[Stored data entries]
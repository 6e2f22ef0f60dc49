//! Per-session message pump shared by every transport.
//!
//! Requests run concurrently but their responses leave in arrival order.
//! Notifications are handled inline so a `notifications/cancelled` can reach
//! a call that is still running.

use std::sync::Arc;
use std::time::Duration;

use futures::StreamExt;
use futures::future::BoxFuture;
use futures::stream::FuturesOrdered;
use grafana_mcp_core::config::RequestHeaders;
use serde_json::Value;
use tokio::sync::{mpsc, watch};

use crate::McpServer;
use crate::lifecycle::ServerState;
use crate::session::{Session, request_ids};

pub const DEFAULT_NOTIFY_TIMEOUT: Duration = Duration::from_secs(120);

/// What a transport hands the pump.
#[derive(Debug)]
pub enum Inbound {
    /// One decoded message and the headers it arrived with
    Message { message: Value, headers: RequestHeaders },
    /// A response the transport produced itself, such as a parse error.
    /// It leaves behind every response queued before it.
    Reply(Value),
}

impl Inbound {
    pub fn new(message: Value, headers: RequestHeaders) -> Self {
        Self::Message { message, headers }
    }

    pub fn reply(response: Value) -> Self {
        Self::Reply(response)
    }
}

/// Why a session pump stopped
#[derive(Clone, Copy, Debug, PartialEq, Eq)]
pub enum SessionEnd {
    /// Inbound side closed and every response was flushed
    Drained,
    /// The consumer stopped reading or fell too far behind
    OutboundClosed,
    Shutdown,
}

/// Drive one session until its inbound channel closes, its consumer goes
/// away or the server starts shutting down. The session is closed on exit.
pub async fn run_session(
    server: Arc<McpServer>,
    session: Arc<Session>,
    mut inbound: mpsc::Receiver<Inbound>,
    outbound: mpsc::Sender<Value>,
    notify_timeout: Duration,
    mut shutdown: watch::Receiver<ServerState>,
) -> SessionEnd {
    let mut pending: FuturesOrdered<BoxFuture<'static, Option<Value>>> = FuturesOrdered::new();
    let mut inbound_open = true;

    let end = loop {
        if !inbound_open && pending.is_empty() {
            break SessionEnd::Drained;
        }

        tokio::select! {
            received = inbound.recv(), if inbound_open => match received {
                Some(Inbound::Reply(response)) => {
                    pending.push_back(Box::pin(async move { Some(response) }));
                }
                Some(Inbound::Message { message, headers }) => {
                    if request_ids(&message).is_empty() {
                        // Notifications and stray responses never answer.
                        server.handle_message(message, &session, &headers).await;
                    } else {
                        let server = Arc::clone(&server);
                        let session = Arc::clone(&session);
                        pending.push_back(Box::pin(async move {
                            server.handle_message(message, &session, &headers).await
                        }));
                    }
                }
                None => inbound_open = false,
            },
            Some(response) = pending.next(), if !pending.is_empty() => {
                let Some(response) = response else { continue };
                if let Err(err) = outbound.send_timeout(response, notify_timeout).await {
                    tracing::warn!(
                        event = "session.outbound_stalled",
                        session_id = %session.id(),
                        error = %err,
                    );
                    break SessionEnd::OutboundClosed;
                }
            },
            changed = shutdown.changed() => {
                if changed.is_err() || *shutdown.borrow() >= ServerState::ShuttingDown {
                    break SessionEnd::Shutdown;
                }
            },
        }
    };

    session.close();
    tracing::info!(
        event = "session.closed",
        session_id = %session.id(),
        transport = session.kind().as_str(),
        reason = ?end,
    );
    end
}

#[cfg(test)]
mod tests {
    use super::*;
    use grafana_mcp_core::config::{ConfigLayer, ConfigSources};
    use mockito::Matcher;
    use serde_json::json;

    use crate::lifecycle::Lifecycle;
    use crate::session::SessionKind;
    use crate::{ServerOptions, tools};

    fn server_for(base: &str) -> Arc<McpServer> {
        let cli = ConfigLayer {
            url: Some(base.to_string()),
            service_account_token: Some("glsa_test".to_string()),
            ..ConfigLayer::default()
        };
        Arc::new(
            McpServer::new(
                tools::default_registry().expect("registry"),
                ConfigSources::new(cli, ConfigLayer::default()),
                ServerOptions::default(),
            )
            .expect("server"),
        )
    }

    fn call(id: u64, query: &str) -> Inbound {
        Inbound::new(
            json!({
                "jsonrpc": "2.0", "id": id, "method": "tools/call",
                "params": {"name": "search", "arguments": {"query": query}}
            }),
            RequestHeaders::default(),
        )
    }

    #[tokio::test]
    async fn responses_follow_arrival_order() {
        let mut upstream = mockito::Server::new_async().await;
        upstream
            .mock("GET", "/api/search")
            .match_query(Matcher::UrlEncoded("query".into(), "slow".into()))
            .with_status(200)
            .with_chunked_body(|writer| {
                std::thread::sleep(Duration::from_millis(300));
                writer.write_all(b"[]")
            })
            .create_async()
            .await;
        upstream
            .mock("GET", "/api/search")
            .match_query(Matcher::UrlEncoded("query".into(), "fast".into()))
            .with_status(200)
            .with_body("[]")
            .create_async()
            .await;

        let lifecycle = Lifecycle::new();
        let session = Arc::new(Session::new(SessionKind::Stdio));
        let (in_tx, in_rx) = mpsc::channel(8);
        let (out_tx, mut out_rx) = mpsc::channel(8);
        let pump = tokio::spawn(run_session(
            server_for(&upstream.url()),
            Arc::clone(&session),
            in_rx,
            out_tx,
            DEFAULT_NOTIFY_TIMEOUT,
            lifecycle.subscribe(),
        ));

        in_tx.send(call(1, "slow")).await.expect("send");
        in_tx
            .send(Inbound::new(
                json!({"jsonrpc": "2.0", "method": "notifications/initialized"}),
                RequestHeaders::default(),
            ))
            .await
            .expect("send");
        in_tx.send(call(2, "fast")).await.expect("send");
        drop(in_tx);

        let first = out_rx.recv().await.expect("first response");
        let second = out_rx.recv().await.expect("second response");
        assert_eq!(first["id"], json!(1));
        assert_eq!(second["id"], json!(2));
        assert!(out_rx.recv().await.is_none());
        assert_eq!(pump.await.expect("joined"), SessionEnd::Drained);
        assert!(session.is_closed());
    }

    #[tokio::test]
    async fn shutdown_stops_the_pump() {
        let lifecycle = Lifecycle::new();
        lifecycle.transition(ServerState::Listening).expect("listen");
        let session = Arc::new(Session::new(SessionKind::Sse));
        let (_in_tx, in_rx) = mpsc::channel(1);
        let (out_tx, _out_rx) = mpsc::channel(1);
        let pump = tokio::spawn(run_session(
            server_for("http://localhost:3000"),
            Arc::clone(&session),
            in_rx,
            out_tx,
            DEFAULT_NOTIFY_TIMEOUT,
            lifecycle.subscribe(),
        ));
        lifecycle.begin_shutdown();
        assert_eq!(pump.await.expect("joined"), SessionEnd::Shutdown);
        assert!(session.is_closed());
    }

    #[tokio::test]
    async fn stalled_consumer_ends_the_session() {
        let lifecycle = Lifecycle::new();
        let session = Arc::new(Session::new(SessionKind::Sse));
        let (in_tx, in_rx) = mpsc::channel(4);
        let (out_tx, _out_rx) = mpsc::channel(1);
        let pump = tokio::spawn(run_session(
            server_for("http://localhost:3000"),
            Arc::clone(&session),
            in_rx,
            out_tx,
            Duration::from_millis(50),
            lifecycle.subscribe(),
        ));
        for id in 0..2 {
            in_tx
                .send(Inbound::new(
                    json!({"jsonrpc": "2.0", "id": id, "method": "ping"}),
                    RequestHeaders::default(),
                ))
                .await
                .expect("send");
        }
        assert_eq!(pump.await.expect("joined"), SessionEnd::OutboundClosed);
    }

    #[tokio::test]
    async fn transport_replies_queue_behind_earlier_responses() {
        let mut upstream = mockito::Server::new_async().await;
        upstream
            .mock("GET", "/api/search")
            .match_query(Matcher::Any)
            .with_status(200)
            .with_chunked_body(|writer| {
                std::thread::sleep(Duration::from_millis(300));
                writer.write_all(b"[]")
            })
            .create_async()
            .await;

        let lifecycle = Lifecycle::new();
        let (in_tx, in_rx) = mpsc::channel(8);
        let (out_tx, mut out_rx) = mpsc::channel(8);
        let pump = tokio::spawn(run_session(
            server_for(&upstream.url()),
            Arc::new(Session::new(SessionKind::Stdio)),
            in_rx,
            out_tx,
            DEFAULT_NOTIFY_TIMEOUT,
            lifecycle.subscribe(),
        ));

        in_tx.send(call(1, "slow")).await.expect("send");
        in_tx
            .send(Inbound::reply(json!({"jsonrpc": "2.0", "id": null, "error": {"code": -32700}})))
            .await
            .expect("send");
        drop(in_tx);

        let first = out_rx.recv().await.expect("first response");
        let second = out_rx.recv().await.expect("second response");
        assert_eq!(first["id"], json!(1));
        assert_eq!(second["error"]["code"], json!(-32700));
        assert_eq!(pump.await.expect("joined"), SessionEnd::Drained);
    }
}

What is expected:
For every line above that holds the word "Debug", report the whole line.

Solution below:
#[derive(Debug)]
#[derive(Clone, Copy, Debug, PartialEq, Eq)]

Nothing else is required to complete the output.